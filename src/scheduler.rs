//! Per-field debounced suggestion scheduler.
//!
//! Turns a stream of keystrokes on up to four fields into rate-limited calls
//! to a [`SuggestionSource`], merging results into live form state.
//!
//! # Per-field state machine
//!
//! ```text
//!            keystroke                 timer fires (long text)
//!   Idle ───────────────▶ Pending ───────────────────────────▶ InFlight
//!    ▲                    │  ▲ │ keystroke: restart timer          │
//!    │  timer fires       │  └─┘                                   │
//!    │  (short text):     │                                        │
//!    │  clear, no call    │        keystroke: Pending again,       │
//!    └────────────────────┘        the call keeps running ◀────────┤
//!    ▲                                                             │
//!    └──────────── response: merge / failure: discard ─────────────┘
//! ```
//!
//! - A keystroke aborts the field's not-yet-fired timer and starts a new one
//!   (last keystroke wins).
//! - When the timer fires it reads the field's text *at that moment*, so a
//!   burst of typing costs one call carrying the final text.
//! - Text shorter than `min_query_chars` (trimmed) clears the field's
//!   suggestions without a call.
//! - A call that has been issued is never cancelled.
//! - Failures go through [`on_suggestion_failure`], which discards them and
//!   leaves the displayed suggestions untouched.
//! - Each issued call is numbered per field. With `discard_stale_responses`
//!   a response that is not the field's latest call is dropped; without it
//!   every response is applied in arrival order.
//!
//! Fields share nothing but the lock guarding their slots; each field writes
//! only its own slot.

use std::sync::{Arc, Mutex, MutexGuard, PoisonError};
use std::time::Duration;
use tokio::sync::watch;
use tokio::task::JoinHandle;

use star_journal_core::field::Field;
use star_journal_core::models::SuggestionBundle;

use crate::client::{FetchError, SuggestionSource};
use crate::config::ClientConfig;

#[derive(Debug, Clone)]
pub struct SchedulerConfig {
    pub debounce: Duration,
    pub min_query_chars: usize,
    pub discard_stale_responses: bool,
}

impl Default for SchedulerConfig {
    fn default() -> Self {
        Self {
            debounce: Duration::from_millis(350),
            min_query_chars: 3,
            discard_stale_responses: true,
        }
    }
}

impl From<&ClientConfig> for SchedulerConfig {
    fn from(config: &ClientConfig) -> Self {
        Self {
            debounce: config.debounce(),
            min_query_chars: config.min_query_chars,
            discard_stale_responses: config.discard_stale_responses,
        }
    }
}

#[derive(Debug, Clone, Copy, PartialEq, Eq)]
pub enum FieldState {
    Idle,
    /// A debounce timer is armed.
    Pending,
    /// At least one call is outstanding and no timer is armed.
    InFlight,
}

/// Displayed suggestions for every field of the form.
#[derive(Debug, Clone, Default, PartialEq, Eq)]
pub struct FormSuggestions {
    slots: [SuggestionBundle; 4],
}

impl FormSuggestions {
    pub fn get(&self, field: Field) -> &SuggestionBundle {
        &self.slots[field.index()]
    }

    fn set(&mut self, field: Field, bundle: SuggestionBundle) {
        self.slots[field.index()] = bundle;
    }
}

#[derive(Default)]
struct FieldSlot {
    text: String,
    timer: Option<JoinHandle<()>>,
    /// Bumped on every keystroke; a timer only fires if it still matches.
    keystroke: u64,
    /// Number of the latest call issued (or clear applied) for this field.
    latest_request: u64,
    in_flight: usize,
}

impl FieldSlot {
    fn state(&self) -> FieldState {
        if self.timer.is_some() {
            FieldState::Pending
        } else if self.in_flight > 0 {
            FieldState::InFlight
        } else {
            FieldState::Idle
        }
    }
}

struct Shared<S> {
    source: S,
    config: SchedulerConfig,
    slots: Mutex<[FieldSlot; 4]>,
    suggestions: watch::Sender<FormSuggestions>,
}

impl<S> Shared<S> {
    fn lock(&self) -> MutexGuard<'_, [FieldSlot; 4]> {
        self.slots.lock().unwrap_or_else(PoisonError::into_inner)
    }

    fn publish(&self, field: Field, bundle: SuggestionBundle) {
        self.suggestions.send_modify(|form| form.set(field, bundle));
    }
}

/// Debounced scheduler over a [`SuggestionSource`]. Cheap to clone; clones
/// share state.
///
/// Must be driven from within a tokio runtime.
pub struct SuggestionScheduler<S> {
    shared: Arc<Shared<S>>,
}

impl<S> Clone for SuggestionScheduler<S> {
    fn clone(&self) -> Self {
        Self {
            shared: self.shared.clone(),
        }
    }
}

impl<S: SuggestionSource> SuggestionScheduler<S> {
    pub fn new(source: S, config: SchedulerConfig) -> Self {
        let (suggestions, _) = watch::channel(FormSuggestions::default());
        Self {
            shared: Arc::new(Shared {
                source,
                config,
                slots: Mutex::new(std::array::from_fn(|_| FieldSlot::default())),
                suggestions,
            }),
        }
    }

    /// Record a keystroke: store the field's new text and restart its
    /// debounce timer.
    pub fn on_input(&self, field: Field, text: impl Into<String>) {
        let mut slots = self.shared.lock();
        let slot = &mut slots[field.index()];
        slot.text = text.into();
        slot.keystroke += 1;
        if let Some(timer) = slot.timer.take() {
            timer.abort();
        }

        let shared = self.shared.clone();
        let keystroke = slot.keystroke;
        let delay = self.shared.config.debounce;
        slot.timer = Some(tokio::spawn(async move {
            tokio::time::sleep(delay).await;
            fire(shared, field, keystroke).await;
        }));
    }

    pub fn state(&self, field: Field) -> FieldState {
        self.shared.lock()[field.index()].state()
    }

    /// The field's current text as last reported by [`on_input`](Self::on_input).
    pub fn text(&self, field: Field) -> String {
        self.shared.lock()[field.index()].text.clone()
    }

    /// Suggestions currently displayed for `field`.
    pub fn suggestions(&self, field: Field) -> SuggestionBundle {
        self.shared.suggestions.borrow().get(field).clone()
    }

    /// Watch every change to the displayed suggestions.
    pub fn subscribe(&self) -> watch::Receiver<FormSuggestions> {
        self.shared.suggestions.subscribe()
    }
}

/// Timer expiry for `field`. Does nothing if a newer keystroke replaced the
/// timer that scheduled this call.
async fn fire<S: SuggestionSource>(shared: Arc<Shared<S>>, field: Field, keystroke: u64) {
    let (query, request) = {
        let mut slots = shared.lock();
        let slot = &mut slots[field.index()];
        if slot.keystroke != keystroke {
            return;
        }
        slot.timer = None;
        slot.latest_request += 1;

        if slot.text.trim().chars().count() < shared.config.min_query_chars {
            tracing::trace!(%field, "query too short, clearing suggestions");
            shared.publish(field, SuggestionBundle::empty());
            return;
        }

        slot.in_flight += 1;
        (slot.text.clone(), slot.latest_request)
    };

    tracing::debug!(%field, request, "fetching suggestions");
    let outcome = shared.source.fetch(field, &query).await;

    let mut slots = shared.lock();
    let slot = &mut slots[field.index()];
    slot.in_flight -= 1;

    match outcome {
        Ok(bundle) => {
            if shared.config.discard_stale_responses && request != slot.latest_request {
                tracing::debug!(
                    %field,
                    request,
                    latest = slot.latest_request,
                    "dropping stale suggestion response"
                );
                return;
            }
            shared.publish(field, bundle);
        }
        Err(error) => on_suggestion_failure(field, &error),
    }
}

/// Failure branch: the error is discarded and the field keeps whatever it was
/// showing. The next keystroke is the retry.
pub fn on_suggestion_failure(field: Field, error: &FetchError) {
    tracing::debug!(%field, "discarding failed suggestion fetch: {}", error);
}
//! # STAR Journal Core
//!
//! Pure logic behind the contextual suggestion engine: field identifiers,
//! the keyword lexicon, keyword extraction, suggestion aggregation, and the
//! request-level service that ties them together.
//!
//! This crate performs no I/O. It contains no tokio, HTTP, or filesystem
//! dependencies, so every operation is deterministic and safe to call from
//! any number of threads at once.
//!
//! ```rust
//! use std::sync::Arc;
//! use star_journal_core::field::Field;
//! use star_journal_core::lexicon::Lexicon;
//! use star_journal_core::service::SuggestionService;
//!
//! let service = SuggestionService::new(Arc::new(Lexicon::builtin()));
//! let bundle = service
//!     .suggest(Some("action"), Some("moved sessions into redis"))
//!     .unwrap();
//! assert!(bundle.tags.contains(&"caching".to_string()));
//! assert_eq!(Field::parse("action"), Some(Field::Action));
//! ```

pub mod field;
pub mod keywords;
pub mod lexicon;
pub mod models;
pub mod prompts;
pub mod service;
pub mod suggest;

·····

● **Exercise**: Extract all lines from the data in which "that" is found.

● **Problem solution**:
//! - When the timer fires it reads the field's text *at that moment*, so a
//! - A call that has been issued is never cancelled.
//!   a response that is not the field's latest call is dropped; without it
/// timer that scheduled this call.
//! request-level service that ties them together.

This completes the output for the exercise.